Since, hydrogen is the most pervasive element in the hydrosphere as well as in the lithosphere; it might have been played a dominating role in synthesis of RNA/DNA and evolution of life. Considering that fact, we suggest that hydrogen rotors with ability to generate electrons may also sense and adjust to physical and chemical fields operating on the Earth. Especially, long term interactions with solar, thermal, gravitational, electric, magnetic and acoustic fields that have significant energies might have been shaping the course of evolution. Thus, we state that RNA and DNA, beside the ability of self-replication, possess also ability of self-adjustment to physical and chemical fields. The principle role in those abilities is played by hydrogen rotors. These may have allowed RNA/DNA to transform into self-replicating lifeforms, which firstly emerged in the ocean, then colonized coastal areas and lands.

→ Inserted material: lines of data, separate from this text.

//! Deployment configuration for the auction module.
//!
//! This module defines the parameters every peer runs the auction logic with.
//! Each organization installs the document on its own peers; callers never
//! supply it. All endorsing peers must use the same configuration, otherwise
//! their endorsements diverge.

use auction_ledger::Ledger;
use serde::{Deserialize, Serialize};

/// Configuration for the auction module.
#[derive(Clone, Debug, Default, PartialEq, Eq, Serialize, Deserialize)]
#[serde(default)]
pub struct AuctionGenesisConfig {
    /// Input size limits
    pub limits: AuctionLimits,

    /// Highest-bid audit policy
    pub audit: AuditConfig,
}

/// Size limits for caller supplied identifiers.
#[derive(Clone, Debug, PartialEq, Eq, Serialize, Deserialize)]
#[serde(default)]
pub struct AuctionLimits {
    /// Maximum auction id length in bytes
    pub max_auction_id_len: usize,
    /// Maximum item description length in bytes
    pub max_item_len: usize,
}

/// Policy for commitments a peer cannot inspect itself.
#[derive(Clone, Debug, PartialEq, Eq, Serialize, Deserialize)]
#[serde(default)]
pub struct AuditConfig {
    /// Block finalization on a foreign unrevealed bid whose organization has
    /// revealed nothing in the auction.
    pub block_on_silent_orgs: bool,
}

impl Default for AuctionLimits {
    fn default() -> Self {
        Self {
            max_auction_id_len: 64,
            max_item_len: 256,
        }
    }
}

impl Default for AuditConfig {
    fn default() -> Self {
        Self {
            block_on_silent_orgs: true,
        }
    }
}

impl AuctionGenesisConfig {
    /// Parse and validate a JSON configuration document.
    ///
    /// Missing fields take their default values.
    pub fn from_json(json: &str) -> Result<Self, GenesisValidationError> {
        let config: Self =
            serde_json::from_str(json).map_err(|e| GenesisValidationError::Parse(e.to_string()))?;
        config.validate()?;
        Ok(config)
    }

    /// Configuration installed on the peer executing the transaction.
    ///
    /// Peers without an installed document run with the defaults.
    pub fn for_peer<L: Ledger>(ledger: &L) -> Result<Self, GenesisValidationError> {
        match ledger.peer_config() {
            Some(document) => Self::from_json(document),
            None => Ok(Self::default()),
        }
    }

    /// Validate the configuration.
    pub fn validate(&self) -> Result<(), GenesisValidationError> {
        if self.limits.max_auction_id_len == 0 {
            return Err(GenesisValidationError::InvalidLimits(
                "Auction id length limit cannot be zero".into(),
            ));
        }
        if self.limits.max_item_len == 0 {
            return Err(GenesisValidationError::InvalidLimits(
                "Item length limit cannot be zero".into(),
            ));
        }
        Ok(())
    }
}

/// Errors that can occur while loading the configuration.
#[derive(Debug, Clone, PartialEq, Eq, thiserror::Error)]
pub enum GenesisValidationError {
    #[error("Invalid configuration document: {0}")]
    Parse(String),

    #[error("Invalid limits: {0}")]
    InvalidLimits(String),
}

Intriguing is also a fact that rotational processes are important for warming climate, since all of the gases absorbing thermal energy have rotational configuration. In particular the H–H rotors that are whirling around oxygen atoms in water vapor molecules as well as a pair of such rotors operating in methane (CH4) may effectively store energy in the troposphere. These rotors can intercept upward directed thermal radiation, which is trapped, causing warming climate on the Earth [9].

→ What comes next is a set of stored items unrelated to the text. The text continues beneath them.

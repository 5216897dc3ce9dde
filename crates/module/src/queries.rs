//! Query handlers for the auction module.
//!
//! These functions provide read-only access to auction state. They are run
//! with [`MemoryLedger::evaluate`](auction_ledger::MemoryLedger::evaluate) on a
//! single peer and never commit.

use auction_ledger::Ledger;
use auction_types::{parse_bid_key, Auction, AuctionStatus, BidKey, BidValue, ClientId, Identity};
use serde::{Deserialize, Serialize};

use crate::auth;
use crate::error::AuctionError;
use crate::handlers::HandlerResult;
use crate::state;

/// Query request types.
#[derive(Clone, Debug, Serialize, Deserialize)]
pub enum AuctionQuery {
    /// Get the public auction record.
    GetAuction { auction_id: String },

    /// Get a summary of the auction.
    GetSummary { auction_id: String },

    /// Read back one of the caller's own private bids.
    GetBid { auction_id: String, bid_key: BidKey },
}

/// Query response types.
#[derive(Clone, Debug, PartialEq, Eq, Serialize, Deserialize)]
pub enum AuctionQueryResponse {
    /// Auction record.
    Auction(Auction),

    /// Auction summary.
    Summary(AuctionSummary),

    /// Cleartext bid.
    Bid(BidValue),
}

/// Handle a query.
pub fn handle_query<L: Ledger>(ledger: &mut L, query: &AuctionQuery) -> HandlerResult<AuctionQueryResponse> {
    match query {
        AuctionQuery::GetAuction { auction_id } => {
            query_auction(ledger, auction_id).map(AuctionQueryResponse::Auction)
        }
        AuctionQuery::GetSummary { auction_id } => query_auction(ledger, auction_id)
            .map(|auction| AuctionQueryResponse::Summary(AuctionSummary::from_auction(&auction))),
        AuctionQuery::GetBid {
            auction_id,
            bid_key,
        } => query_bid(ledger, auction_id, bid_key).map(AuctionQueryResponse::Bid),
    }
}

/// Public auction record, in any status.
pub fn query_auction<L: Ledger>(ledger: &mut L, auction_id: &str) -> HandlerResult<Auction> {
    state::load_auction(ledger, auction_id)
}

/// The caller's own bid, read from its organization's private collection.
pub fn query_bid<L: Ledger>(
    ledger: &mut L,
    auction_id: &str,
    bid_key: &BidKey,
) -> HandlerResult<BidValue> {
    let caller = auth::caller(&*ledger)?;
    auth::require_org_matches_peer(&*ledger, &caller)?;

    if !matches!(parse_bid_key(bid_key), Some((key_auction, _)) if key_auction == auction_id) {
        return Err(AuctionError::InvalidInput(format!(
            "bid key {bid_key} does not belong to auction {auction_id}"
        )));
    }

    let value = state::get_committed_value(ledger, &caller.org, bid_key)?;
    if value.bidder != caller.id {
        return Err(AuctionError::NotBidOwner);
    }
    Ok(value)
}

/// Summary of an auction.
#[derive(Clone, Debug, PartialEq, Eq, Serialize, Deserialize)]
pub struct AuctionSummary {
    pub auction_id: String,
    pub item: String,
    pub seller: Identity,
    pub status: AuctionStatus,
    pub num_parties: usize,
    pub num_commitments: usize,
    pub num_revealed: usize,
    pub best_price: u64,
    pub winner: Option<ClientId>,
}

impl AuctionSummary {
    pub fn from_auction(auction: &Auction) -> Self {
        Self {
            auction_id: auction.auction_id.clone(),
            item: auction.item.clone(),
            seller: auction.seller.clone(),
            status: auction.status,
            num_parties: auction.parties.len(),
            num_commitments: auction.commitments.len(),
            num_revealed: auction.revealed.len(),
            best_price: auction.best_price,
            winner: auction.winner.clone(),
        }
    }
}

It is worth to underline that the importance of rotational motion was for the first time correctly described by Nicolaus Copernicus in his hand written manuscript entitled “Commentariolus” over 500 years ago (the original manuscript is presently a museum material in possession of the Center of History of Science of the Swedish Royal Academy of Sciences in Stockholm). We are confident that rotational motion plays also a basic role in all electrostatic and electrodynamic activities in RNA/DNA, as for example studied in molecular scales by means of experiments and mathematical modelling e.g. [30]–[35]. The same rotational principles impose all rotational-electric interactions that are responsible for efficient transcription and replication of RNA/DNA, transport of molecules in biological cells as well as internal and external communication that is conducted in all lifeforms.

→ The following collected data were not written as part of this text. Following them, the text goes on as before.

//! Bid creation and commitment.

use rand::{CryptoRng, RngCore};

use auction_crypto::{commit, CryptoError};
use auction_types::{BidValue, Digest, Identity, Salt};

/// A prepared bid ready for submission.
#[derive(Debug, Clone, PartialEq, Eq)]
pub struct PreparedBid {
    /// Cleartext bid (keep secret until reveal)
    pub value: BidValue,
    /// Commitment the ledger will expose for the stored bid
    pub commitment: Digest,
}

/// Create a salted bid for `bidder`.
///
/// # Arguments
/// * `bidder` - Identity placing the bid; its organization stores the bid
/// * `price` - The bid amount
/// * `rng` - Cryptographically secure random number generator for the salt
///
/// # Returns
/// A prepared bid with its commitment
pub fn create_bid<R: RngCore + CryptoRng>(
    bidder: &Identity,
    price: u64,
    rng: &mut R,
) -> Result<PreparedBid, CryptoError> {
    let mut salt = [0u8; 32];
    rng.fill_bytes(&mut salt);

    let value = BidValue {
        price,
        org: bidder.org.clone(),
        bidder: bidder.id.clone(),
        salt: Salt(salt),
    };
    let commitment = commit(&value)?;

    Ok(PreparedBid { value, commitment })
}

/// Builder for creating bids.
pub struct BidBuilder {
    bidder: Identity,
    price: u64,
}

impl BidBuilder {
    /// Create a new bid builder.
    pub fn new(bidder: Identity) -> Self {
        Self { bidder, price: 0 }
    }

    /// Set the bid price.
    pub fn price(mut self, price: u64) -> Self {
        self.price = price;
        self
    }

    /// Build the prepared bid.
    pub fn build<R: RngCore + CryptoRng>(self, rng: &mut R) -> Result<PreparedBid, CryptoError> {
        create_bid(&self.bidder, self.price, rng)
    }
}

Considering that here outlined research base only on observations dedicated to rotational motion of rising bubbles, we call for more extended investigations exploring rotational and electric processes at molecular and atomic scales including even a sub-atomic processes. In particular, the generation of electrons by hydrogen rotors operating in methyl and amine groups and related flow of electrons through the hydrogen switches needs to be investigated.
The authors declare they have not used Artificial Intelligence (AI) tools in the creation of this article.